Net Interest Margin for Bank Stocks
Banks are able to generate revenues from a variety of business activities. They charge fees for credit card transactions and mortgage originations, they charge fees for investment banking and trading services and, perhaps most importantly, they charge higher rates of interest on the loans they issue than those that they pay on the deposits they receive. The difference between these two rates of interest is called net interest margin.

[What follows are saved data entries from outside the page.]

use crate::constants::*;
use crate::types::*;

#[cfg(feature = "serde")]
use serde::{Deserialize, Serialize};

/// Fixed prepress measurements shared by every order.
///
/// One value is built per deployment and passed explicitly to the
/// calculators; orders never override it.
#[derive(Debug, Clone, Copy, PartialEq)]
#[cfg_attr(feature = "serde", derive(Serialize, Deserialize))]
#[cfg_attr(feature = "serde", serde(default))]
pub struct PrintConstants {
    pub points_per_inch: f32,
    pub bleed_inches: f32,
    pub safe_zone_inches: f32,
    /// Space between the end of a crop mark and the trim line (points)
    pub crop_mark_gap_pt: f32,
    /// Stroke width of crop marks (points)
    pub crop_mark_width_pt: f32,
}

impl Default for PrintConstants {
    fn default() -> Self {
        Self {
            points_per_inch: POINTS_PER_INCH,
            bleed_inches: DEFAULT_BLEED_INCHES,
            safe_zone_inches: DEFAULT_SAFE_ZONE_INCHES,
            crop_mark_gap_pt: DEFAULT_CROP_MARK_GAP_PT,
            crop_mark_width_pt: DEFAULT_CROP_MARK_WIDTH_PT,
        }
    }
}

impl PrintConstants {
    /// Convert inches to points at this configuration's resolution
    pub fn to_points(&self, inches: f32) -> f32 {
        inches * self.points_per_inch
    }

    pub fn bleed_pts(&self) -> f32 {
        self.to_points(self.bleed_inches)
    }

    pub fn safe_zone_pts(&self) -> f32 {
        self.to_points(self.safe_zone_inches)
    }
}

/// Document composition configuration
#[derive(Debug, Clone, PartialEq)]
#[cfg_attr(feature = "serde", derive(Serialize, Deserialize))]
#[cfg_attr(feature = "serde", serde(default))]
pub struct ComposeOptions {
    pub constants: PrintConstants,
    /// Written to the PDF Producer entry
    pub producer: String,
}

impl Default for ComposeOptions {
    fn default() -> Self {
        Self {
            constants: PrintConstants::default(),
            producer: DEFAULT_PRODUCER.to_string(),
        }
    }
}

impl ComposeOptions {
    /// Load options from JSON file
    #[cfg(feature = "serde")]
    pub async fn load(path: impl AsRef<std::path::Path>) -> Result<Self> {
        let bytes = tokio::fs::read(path).await?;
        let options = serde_json::from_slice(&bytes)
            .map_err(|e| PrintError::Config(format!("Failed to parse config: {}", e)))?;
        Ok(options)
    }

    /// Save options to JSON file
    #[cfg(feature = "serde")]
    pub async fn save(&self, path: impl AsRef<std::path::Path>) -> Result<()> {
        let json = serde_json::to_string_pretty(self)
            .map_err(|e| PrintError::Config(format!("Failed to serialize config: {}", e)))?;
        tokio::fs::write(path, json).await?;
        Ok(())
    }

    /// Validate the options
    pub fn validate(&self) -> Result<()> {
        let c = &self.constants;

        if c.points_per_inch <= 0.0 {
            return Err(PrintError::Config(
                "Points per inch must be positive".to_string(),
            ));
        }

        if c.bleed_inches < 0.0 || c.safe_zone_inches < 0.0 {
            return Err(PrintError::Config(
                "Bleed and safe zone must not be negative".to_string(),
            ));
        }

        if c.crop_mark_gap_pt < 0.0 || c.crop_mark_gap_pt > c.bleed_pts() {
            return Err(PrintError::Config(format!(
                "Crop mark gap {}pt must lie within the {}pt bleed",
                c.crop_mark_gap_pt,
                c.bleed_pts()
            )));
        }

        if c.crop_mark_width_pt <= 0.0 {
            return Err(PrintError::Config(
                "Crop mark width must be positive".to_string(),
            ));
        }

        if self.producer.trim().is_empty() {
            return Err(PrintError::Config("Producer must not be empty".to_string()));
        }

        Ok(())
    }
}
//! Output page rendering
//!
//! Turns a [`PageDescriptor`] into a PDF page object: the image draw,
//! crop marks and the optional assembly label.

use crate::layout::{PageDescriptor, PageLabel, Rect};
use crate::marks::generate_crop_marks;
use crate::options::PrintConstants;
use lopdf::{Dictionary, Document, Object, ObjectId, Stream};

/// Resource name of the source image on every page
pub const IMAGE_RESOURCE_NAME: &str = "Im0";

/// Resource name of the label font
pub const LABEL_FONT_RESOURCE_NAME: &str = "F1";

// =============================================================================
// Public API
// =============================================================================

/// Render one output page into `output`.
///
/// # Arguments
/// * `output` - The output document
/// * `page` - Geometry of the page
/// * `parent_pages_id` - The parent Pages object ID
/// * `image_id` - The shared source image XObject
/// * `font_id` - Label font, required when the page has a label
/// * `constants` - Crop mark styling
pub fn render_page(
    output: &mut Document,
    page: &PageDescriptor,
    parent_pages_id: ObjectId,
    image_id: ObjectId,
    font_id: Option<ObjectId>,
    constants: &PrintConstants,
) -> ObjectId {
    let mut page_dict = Dictionary::new();
    page_dict.set("Type", Object::Name(b"Page".to_vec()));
    page_dict.set("Parent", Object::Reference(parent_pages_id));
    page_dict.set(
        "MediaBox",
        box_array(&Rect::new(0.0, 0.0, page.width, page.height)),
    );
    page_dict.set(
        "BleedBox",
        box_array(&Rect::new(0.0, 0.0, page.width, page.height)),
    );
    page_dict.set(
        "TrimBox",
        box_array(&Rect::new(
            page.bleed,
            page.bleed,
            page.width - 2.0 * page.bleed,
            page.height - 2.0 * page.bleed,
        )),
    );

    let mut xobjects = Dictionary::new();
    xobjects.set(IMAGE_RESOURCE_NAME, Object::Reference(image_id));

    let mut resources = Dictionary::new();
    resources.set("XObject", Object::Dictionary(xobjects));

    let mut content_ops = vec![
        generate_image_command(IMAGE_RESOURCE_NAME, &page.image_rect),
        generate_crop_marks(&page.crop_marks, constants),
    ];

    if let (Some(label), Some(font_id)) = (&page.label, font_id) {
        let mut fonts = Dictionary::new();
        fonts.set(LABEL_FONT_RESOURCE_NAME, Object::Reference(font_id));
        resources.set("Font", Object::Dictionary(fonts));
        content_ops.push(generate_label(LABEL_FONT_RESOURCE_NAME, label));
    }

    let content = content_ops.join("");
    let content_id = output.add_object(Stream::new(Dictionary::new(), content.into_bytes()));

    page_dict.set("Contents", Object::Reference(content_id));
    page_dict.set("Resources", Object::Dictionary(resources));

    output.add_object(page_dict)
}

/// Add the standard Helvetica font used for labels
pub fn create_label_font(output: &mut Document) -> ObjectId {
    let mut font_dict = Dictionary::new();
    font_dict.set("Type", Object::Name(b"Font".to_vec()));
    font_dict.set("Subtype", Object::Name(b"Type1".to_vec()));
    font_dict.set("BaseFont", Object::Name(b"Helvetica".to_vec()));
    output.add_object(font_dict)
}

// =============================================================================
// Helper Functions
// =============================================================================

/// Content stream command drawing an image XObject into `rect`.
///
/// Image space is the unit square, so the matrix scales it straight to
/// the target size.
pub fn generate_image_command(xobject_name: &str, rect: &Rect) -> String {
    format!(
        "q {} 0 0 {} {} {} cm /{} Do Q\n",
        rect.width, rect.height, rect.x, rect.y, xobject_name
    )
}

/// Content stream commands for a gray text label
pub fn generate_label(font_name: &str, label: &PageLabel) -> String {
    format!(
        "q {} g BT /{} {} Tf {} {} Td ({}) Tj ET Q\n",
        label.gray,
        font_name,
        label.font_size,
        label.x,
        label.y,
        escape_pdf_string(&label.text)
    )
}

fn escape_pdf_string(text: &str) -> String {
    let mut out = String::with_capacity(text.len());
    for c in text.chars() {
        match c {
            '(' | ')' | '\\' => {
                out.push('\\');
                out.push(c);
            }
            _ => out.push(c),
        }
    }
    out
}

fn box_array(rect: &Rect) -> Object {
    Object::Array(vec![
        Object::Real(rect.x),
        Object::Real(rect.y),
        Object::Real(rect.right()),
        Object::Real(rect.top()),
    ])
}
//! Layout calculation modules
//!
//! This module handles the geometric side of print output:
//! - Page descriptors for single sheets and poster tiles
//! - The layout-only poster preview grid

mod grid;
mod tiling;
mod types;

pub use grid::*;
pub use tiling::*;
pub use types::*;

Net interest margin is dependent on the slope of the U.S. Treasury yield curve — a line that plots the current yields of U.S. Treasuries with different maturity dates. You can see the current yield curve (the up-trending red line on the left side of the image) plotted by the “Dynamic Yield Curve” tool from StockCharts.com as point “A” in the chart below. (The S&P 500 is plotted on the right side of the image. Moving the red vertical line on the S&P 500 will tell you what the yield curve looked like on that particular date).
Currently, the net interest margin (approximated by the green arrow) is still relatively wide because the slope of the yield curve (the distance between the short-term yields on the left side of the chart and the longer-term yields toward the right side of the chart) is still relatively steep.
However, with the Federal Open Market Committee (FOMC) gearing up to raise interest rates, investors are nervous that the yield curve might start to flatten out.
In an ideal scenario for banks and bank stocks, as the FOMC starts to raise short-term rates, long-term rates will also rise. This would give us a yield curve that would look similar to the curve we had back in March of 2005 (represented by point “B” in Figure 2 below).
While banks would have to pay higher rates for deposits in this scenario, they would also be able to charge higher rates on their loans, maintaining a strong net interest margin, because of the steepness of the curve.
Of course, bank stocks may not get their ideal scenario. The scenario that keeps bank managers up at night is one wherein the FOMC starts to raise short-term rates and long-term rates fail to rise. If this happens, it would give us a yield curve that would look similar to the curve we had back in July of 2007 (represented by point “C” in Figure 3).
A flat yield curve like this would compress net interest margins and pinch profits of bank stocks.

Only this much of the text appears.